What the task asks:
Where a line in the material below has the string "matches", please report it.

Material shown:
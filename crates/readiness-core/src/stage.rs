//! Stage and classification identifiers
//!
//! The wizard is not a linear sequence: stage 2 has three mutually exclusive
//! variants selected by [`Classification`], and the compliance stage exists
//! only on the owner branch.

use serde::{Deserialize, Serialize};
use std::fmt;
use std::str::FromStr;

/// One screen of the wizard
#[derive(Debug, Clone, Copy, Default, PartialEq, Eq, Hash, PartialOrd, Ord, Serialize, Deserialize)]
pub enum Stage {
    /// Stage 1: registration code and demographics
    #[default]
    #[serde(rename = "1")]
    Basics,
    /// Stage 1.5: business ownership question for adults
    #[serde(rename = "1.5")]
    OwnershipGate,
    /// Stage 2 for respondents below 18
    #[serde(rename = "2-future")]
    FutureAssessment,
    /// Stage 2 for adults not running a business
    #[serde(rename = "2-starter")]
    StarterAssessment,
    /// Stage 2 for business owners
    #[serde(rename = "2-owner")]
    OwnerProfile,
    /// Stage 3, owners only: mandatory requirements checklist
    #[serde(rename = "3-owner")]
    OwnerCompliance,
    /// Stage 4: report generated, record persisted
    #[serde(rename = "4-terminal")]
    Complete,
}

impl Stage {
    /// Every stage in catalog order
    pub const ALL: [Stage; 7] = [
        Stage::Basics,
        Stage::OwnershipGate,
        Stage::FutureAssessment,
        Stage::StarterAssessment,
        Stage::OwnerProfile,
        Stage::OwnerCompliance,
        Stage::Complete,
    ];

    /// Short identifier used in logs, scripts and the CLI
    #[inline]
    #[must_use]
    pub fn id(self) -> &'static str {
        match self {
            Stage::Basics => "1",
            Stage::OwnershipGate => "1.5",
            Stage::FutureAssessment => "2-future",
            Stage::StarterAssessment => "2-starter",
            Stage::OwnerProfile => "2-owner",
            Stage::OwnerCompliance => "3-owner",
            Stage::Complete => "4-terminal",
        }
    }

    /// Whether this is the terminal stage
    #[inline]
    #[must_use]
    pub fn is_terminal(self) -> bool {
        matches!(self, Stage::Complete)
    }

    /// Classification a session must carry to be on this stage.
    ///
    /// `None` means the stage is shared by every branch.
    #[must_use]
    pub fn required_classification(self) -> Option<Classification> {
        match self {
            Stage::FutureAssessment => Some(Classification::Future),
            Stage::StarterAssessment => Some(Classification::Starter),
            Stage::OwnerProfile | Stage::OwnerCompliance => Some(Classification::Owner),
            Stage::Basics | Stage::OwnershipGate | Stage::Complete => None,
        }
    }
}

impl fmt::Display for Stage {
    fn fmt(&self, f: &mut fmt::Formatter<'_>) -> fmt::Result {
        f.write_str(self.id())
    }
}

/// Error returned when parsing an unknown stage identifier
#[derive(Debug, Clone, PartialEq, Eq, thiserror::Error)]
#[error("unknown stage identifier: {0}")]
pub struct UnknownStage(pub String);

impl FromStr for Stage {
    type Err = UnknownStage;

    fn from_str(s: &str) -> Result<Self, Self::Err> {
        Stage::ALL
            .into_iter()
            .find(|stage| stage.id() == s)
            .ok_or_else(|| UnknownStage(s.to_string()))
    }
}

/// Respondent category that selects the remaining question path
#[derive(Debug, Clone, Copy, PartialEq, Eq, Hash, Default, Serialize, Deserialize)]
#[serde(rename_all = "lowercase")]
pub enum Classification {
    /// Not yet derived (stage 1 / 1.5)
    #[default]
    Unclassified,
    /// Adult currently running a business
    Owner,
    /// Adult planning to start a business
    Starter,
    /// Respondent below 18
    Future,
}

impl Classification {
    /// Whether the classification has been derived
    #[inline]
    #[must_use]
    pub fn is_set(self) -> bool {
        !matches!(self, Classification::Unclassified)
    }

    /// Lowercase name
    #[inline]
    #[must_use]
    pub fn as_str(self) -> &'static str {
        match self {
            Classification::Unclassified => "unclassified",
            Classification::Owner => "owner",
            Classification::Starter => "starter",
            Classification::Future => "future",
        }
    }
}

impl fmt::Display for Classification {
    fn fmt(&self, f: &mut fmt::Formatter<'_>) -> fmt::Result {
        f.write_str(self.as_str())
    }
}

Finished exercise:
        matches!(self, Stage::Complete)
        !matches!(self, Classification::Unclassified)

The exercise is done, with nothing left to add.